Available records:
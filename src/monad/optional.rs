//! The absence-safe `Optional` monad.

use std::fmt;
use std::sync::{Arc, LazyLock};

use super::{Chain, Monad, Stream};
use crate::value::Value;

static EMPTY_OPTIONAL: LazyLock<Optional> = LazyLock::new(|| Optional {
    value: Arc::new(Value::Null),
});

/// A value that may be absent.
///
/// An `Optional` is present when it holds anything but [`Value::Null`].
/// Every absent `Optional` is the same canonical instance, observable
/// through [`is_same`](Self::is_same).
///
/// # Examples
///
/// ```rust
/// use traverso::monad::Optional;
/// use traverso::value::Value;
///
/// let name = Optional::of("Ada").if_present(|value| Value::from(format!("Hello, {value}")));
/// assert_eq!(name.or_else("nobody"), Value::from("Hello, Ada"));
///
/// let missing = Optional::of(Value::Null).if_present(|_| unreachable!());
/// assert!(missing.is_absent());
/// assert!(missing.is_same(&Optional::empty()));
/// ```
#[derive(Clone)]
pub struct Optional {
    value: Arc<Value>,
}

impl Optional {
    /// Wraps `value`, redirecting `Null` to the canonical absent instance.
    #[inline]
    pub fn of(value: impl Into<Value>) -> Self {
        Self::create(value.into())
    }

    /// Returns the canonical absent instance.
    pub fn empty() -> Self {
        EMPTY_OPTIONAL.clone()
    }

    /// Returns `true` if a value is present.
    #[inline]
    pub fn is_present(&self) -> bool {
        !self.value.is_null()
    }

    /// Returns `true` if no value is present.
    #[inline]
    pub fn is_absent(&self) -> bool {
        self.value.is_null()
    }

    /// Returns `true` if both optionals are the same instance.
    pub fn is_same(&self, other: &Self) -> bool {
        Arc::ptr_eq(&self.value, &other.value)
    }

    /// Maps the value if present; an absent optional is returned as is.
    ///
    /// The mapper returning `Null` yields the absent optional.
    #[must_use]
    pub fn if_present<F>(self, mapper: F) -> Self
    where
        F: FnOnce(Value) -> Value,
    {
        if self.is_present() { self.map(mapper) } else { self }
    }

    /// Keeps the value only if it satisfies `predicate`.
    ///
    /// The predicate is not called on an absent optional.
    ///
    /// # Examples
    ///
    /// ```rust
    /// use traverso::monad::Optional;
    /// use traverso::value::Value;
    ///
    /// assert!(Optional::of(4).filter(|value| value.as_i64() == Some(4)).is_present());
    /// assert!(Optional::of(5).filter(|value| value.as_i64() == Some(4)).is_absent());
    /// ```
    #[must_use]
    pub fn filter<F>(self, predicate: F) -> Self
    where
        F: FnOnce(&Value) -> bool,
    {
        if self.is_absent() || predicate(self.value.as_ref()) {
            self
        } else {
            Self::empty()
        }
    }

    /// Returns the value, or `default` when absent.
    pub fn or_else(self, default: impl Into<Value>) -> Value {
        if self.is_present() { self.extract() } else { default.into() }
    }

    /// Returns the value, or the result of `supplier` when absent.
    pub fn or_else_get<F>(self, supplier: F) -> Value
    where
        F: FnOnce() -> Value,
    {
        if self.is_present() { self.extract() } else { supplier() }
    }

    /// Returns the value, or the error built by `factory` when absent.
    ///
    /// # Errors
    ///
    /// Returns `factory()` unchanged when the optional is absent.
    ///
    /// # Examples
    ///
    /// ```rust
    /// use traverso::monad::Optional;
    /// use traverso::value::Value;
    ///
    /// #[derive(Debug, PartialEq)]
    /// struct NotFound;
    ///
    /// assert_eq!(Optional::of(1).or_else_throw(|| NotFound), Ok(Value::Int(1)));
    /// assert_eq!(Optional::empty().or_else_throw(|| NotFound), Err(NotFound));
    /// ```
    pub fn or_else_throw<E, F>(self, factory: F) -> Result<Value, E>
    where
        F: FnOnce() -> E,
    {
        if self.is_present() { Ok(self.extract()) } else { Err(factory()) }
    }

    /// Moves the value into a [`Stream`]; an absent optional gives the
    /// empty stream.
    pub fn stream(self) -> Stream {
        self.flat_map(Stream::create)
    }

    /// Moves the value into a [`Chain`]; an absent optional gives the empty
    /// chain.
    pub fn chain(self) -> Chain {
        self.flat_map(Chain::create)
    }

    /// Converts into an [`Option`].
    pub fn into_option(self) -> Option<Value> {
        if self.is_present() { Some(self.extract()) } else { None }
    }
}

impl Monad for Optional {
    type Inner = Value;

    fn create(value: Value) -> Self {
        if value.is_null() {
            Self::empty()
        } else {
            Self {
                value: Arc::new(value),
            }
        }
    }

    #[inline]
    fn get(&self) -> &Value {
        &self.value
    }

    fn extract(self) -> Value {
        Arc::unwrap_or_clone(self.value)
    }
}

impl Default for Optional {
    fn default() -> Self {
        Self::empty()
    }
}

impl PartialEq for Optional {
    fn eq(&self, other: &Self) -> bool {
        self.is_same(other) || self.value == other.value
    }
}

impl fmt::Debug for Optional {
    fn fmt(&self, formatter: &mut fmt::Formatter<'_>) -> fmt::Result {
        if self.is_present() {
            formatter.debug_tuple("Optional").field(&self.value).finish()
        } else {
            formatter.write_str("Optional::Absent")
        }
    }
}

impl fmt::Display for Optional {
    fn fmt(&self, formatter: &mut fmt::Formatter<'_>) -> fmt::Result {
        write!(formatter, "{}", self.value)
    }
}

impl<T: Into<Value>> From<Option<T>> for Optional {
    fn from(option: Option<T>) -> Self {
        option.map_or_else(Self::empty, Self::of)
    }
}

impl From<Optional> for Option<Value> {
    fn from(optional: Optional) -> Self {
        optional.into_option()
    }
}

* * *

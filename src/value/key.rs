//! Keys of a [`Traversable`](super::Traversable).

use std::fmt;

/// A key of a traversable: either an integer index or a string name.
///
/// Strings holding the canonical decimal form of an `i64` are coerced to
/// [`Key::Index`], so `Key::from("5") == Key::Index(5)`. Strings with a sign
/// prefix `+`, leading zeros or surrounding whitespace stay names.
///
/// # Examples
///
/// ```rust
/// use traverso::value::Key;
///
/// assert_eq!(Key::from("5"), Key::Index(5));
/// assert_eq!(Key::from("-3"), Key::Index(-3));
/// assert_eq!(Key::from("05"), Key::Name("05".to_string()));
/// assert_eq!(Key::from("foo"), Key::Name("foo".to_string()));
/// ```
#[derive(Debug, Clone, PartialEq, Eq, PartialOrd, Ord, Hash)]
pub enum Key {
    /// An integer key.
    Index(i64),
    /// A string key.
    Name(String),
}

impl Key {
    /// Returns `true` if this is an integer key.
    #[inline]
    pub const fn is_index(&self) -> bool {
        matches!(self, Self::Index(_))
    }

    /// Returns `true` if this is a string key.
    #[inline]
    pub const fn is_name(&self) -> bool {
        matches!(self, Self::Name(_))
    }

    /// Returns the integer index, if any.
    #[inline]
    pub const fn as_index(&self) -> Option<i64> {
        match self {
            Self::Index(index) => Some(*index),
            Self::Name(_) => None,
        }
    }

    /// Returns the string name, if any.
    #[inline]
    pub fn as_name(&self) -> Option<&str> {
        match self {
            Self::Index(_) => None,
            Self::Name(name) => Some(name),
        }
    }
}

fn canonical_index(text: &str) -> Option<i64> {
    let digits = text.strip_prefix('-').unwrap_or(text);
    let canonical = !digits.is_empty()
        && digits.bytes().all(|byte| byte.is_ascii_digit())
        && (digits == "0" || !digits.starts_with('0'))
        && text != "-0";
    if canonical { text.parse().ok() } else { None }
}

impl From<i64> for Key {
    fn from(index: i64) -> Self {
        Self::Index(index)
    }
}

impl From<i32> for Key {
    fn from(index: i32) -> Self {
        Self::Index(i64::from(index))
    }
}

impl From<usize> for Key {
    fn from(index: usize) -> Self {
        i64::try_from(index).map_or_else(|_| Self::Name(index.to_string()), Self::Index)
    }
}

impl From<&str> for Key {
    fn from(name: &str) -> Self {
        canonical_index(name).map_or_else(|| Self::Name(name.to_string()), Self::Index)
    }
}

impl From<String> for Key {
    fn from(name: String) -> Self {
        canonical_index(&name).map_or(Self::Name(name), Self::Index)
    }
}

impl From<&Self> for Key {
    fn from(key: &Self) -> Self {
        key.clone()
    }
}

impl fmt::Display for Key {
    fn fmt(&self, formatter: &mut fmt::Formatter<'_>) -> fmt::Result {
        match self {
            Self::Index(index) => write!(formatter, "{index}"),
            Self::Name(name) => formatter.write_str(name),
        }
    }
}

The problem:
Search the records for the string "Display" and report each line that has it.

Output of the task:
impl fmt::Display for Optional {
impl fmt::Display for Key {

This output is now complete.